To explore the effects of morphine on P2Y₁₂ platelet inhibitors in patients with acute myocardial infarction (AMI).

PubMed, Embase, Cochrane Library, and Web of Science were used to retrieve literature through 11th May 2019. Standardized weighted mean difference (SMD) and relative risk (RR) with 95% confidence intervals (CI), P-value, and I² value were used to assess the strength of the association in this meta-analysis. Outcomes included platelet reactivity, high residual platelet reactivity (HRPR), ticagrelor maximum concentration (Cmax), ticagrelor area under curve (AUC), death rate, reinfarction rate, stroke, stent thrombosis, thrombolysis in myocardial infarction (TIMI) hemorrhage, dyspnea, emesis, contrast-induced nephropathy, and pulmonary edema.

A total of 13 articles were included in this study, containing 5688 patients (morphine group: n = 2014, control group: n = 3674). Results illustrated that the morphine group had a higher platelet reactivity (SMD: 0.834, 95%CI: 0.483–1.186, P < 0.001) and HRPR rate (RR: 1.994, 95%CI: 1.536–2.588, P < 0.001) than the control group, while the Cmax of ticagrelor (WMD: -481.838, 95%CI: −841.242–122.434, P = 0.009) was lower than that of the control group.

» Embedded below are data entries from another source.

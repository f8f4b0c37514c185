// src/scout/dedup.rs
use std::collections::HashSet;

use crate::scout::types::Opportunity;

/// URL with its query string (and anything after it) removed.
pub fn dedup_key(url: &str) -> &str {
    match url.find('?') {
        Some(i) => &url[..i],
        None => url,
    }
}

/// Drop later opportunities whose dedup key was already seen.
/// Returns (kept, dropped_count). Order of survivors is preserved.
pub fn dedup_first_wins(items: Vec<Opportunity>) -> (Vec<Opportunity>, usize) {
    let mut seen: HashSet<String> = HashSet::with_capacity(items.len());
    let mut keep = Vec::with_capacity(items.len());
    let mut dropped = 0usize;

    for op in items {
        if !seen.insert(dedup_key(&op.url).to_string()) {
            dropped += 1;
            continue;
        }
        keep.push(op);
    }

    (keep, dropped)
}

/// Stable sort by score descending, then keep at most `max_total`.
pub fn rank_and_truncate(mut items: Vec<Opportunity>, max_total: usize) -> Vec<Opportunity> {
    items.sort_by(|a, b| b.score.cmp(&a.score));
    items.truncate(max_total);
    items
}
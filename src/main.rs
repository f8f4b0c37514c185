//! Scout Engine — Binary Entrypoint
//! One batch run: load queries, search, score, rank, write the snapshot.
//! Scheduling is external (cron or equivalent).

use anyhow::{bail, Result};
use clap::Parser;
use tracing::{info, warn};
use tracing_subscriber::{fmt, prelude::*, EnvFilter};

use mission_scout::metrics::Metrics;
use mission_scout::{
    execute, load_queries, BraveSearchProvider, FileSnapshotSink, RunOutcome, ScoutSettings,
};

#[derive(Debug, Parser)]
#[command(name = "mission-scout", version, about = "Scan the web for opportunities and write a ranked snapshot")]
struct Cli {
    /// Load and log the query configuration; no searches, no snapshot write.
    #[arg(long)]
    dry_run: bool,
}

/// Compact logs by default; `SCOUT_LOG_FORMAT=json` switches to JSON lines.
fn init_tracing() {
    let filter =
        EnvFilter::try_from_default_env().unwrap_or_else(|_| EnvFilter::new("scout=info,warn"));

    let json = std::env::var("SCOUT_LOG_FORMAT")
        .map(|v| v.eq_ignore_ascii_case("json"))
        .unwrap_or(false);

    if json {
        tracing_subscriber::registry()
            .with(filter)
            .with(fmt::layer().json())
            .init();
    } else {
        tracing_subscriber::registry()
            .with(filter)
            .with(fmt::layer().compact())
            .init();
    }
}

#[tokio::main]
async fn main() -> Result<()> {
    let cli = Cli::parse();

    // Load .env when present; no-op otherwise.
    let _ = dotenvy::dotenv();
    init_tracing();

    let settings = ScoutSettings::from_env();
    info!(target: "scout", ?settings, dry_run = cli.dry_run, "settings resolved");

    let api_key = settings.api_key.clone().unwrap_or_default();
    if !cli.dry_run && api_key.is_empty() {
        bail!("BRAVE_API_KEY is not set (use --dry-run to validate configuration only)");
    }

    let metrics = match &settings.metrics_path {
        Some(_) => Some(Metrics::init()?),
        None => None,
    };

    let queries = load_queries(&settings.config_path);
    let provider = BraveSearchProvider::new(api_key, &settings)?;
    let sink = FileSnapshotSink::new(&settings.output_path);

    let outcome = execute(&provider, &queries, &settings, &sink, cli.dry_run).await?;

    if let (Some(m), Some(path)) = (&metrics, &settings.metrics_path) {
        if let Err(e) = m.write_textfile(path) {
            warn!(target: "scout", error = %e, "metrics export failed");
        }
    }

    match outcome {
        RunOutcome::DryRun { queries } => {
            info!(target: "scout", queries, "dry run complete");
        }
        RunOutcome::Completed(snapshot) => {
            info!(target: "scout", results = snapshot.total_results, "scout run complete");
        }
    }

    Ok(())
}
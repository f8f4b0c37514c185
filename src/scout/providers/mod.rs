// src/scout/providers/mod.rs
pub mod brave;

pub use brave::BraveSearchProvider;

The death rate of the morphine group was lower than that in the control group (RR: 0.561, 95%CI: 0.337–0.933, P = 0.026). The morphine group had a higher emesis rate than the control group (RR: 4.486, 95%CI: 2.263–8.891, P < 0.001).

Morphine effectively suppresses the inhibition effect of P2Y₁₂ platelet inhibitors in patients with AMI.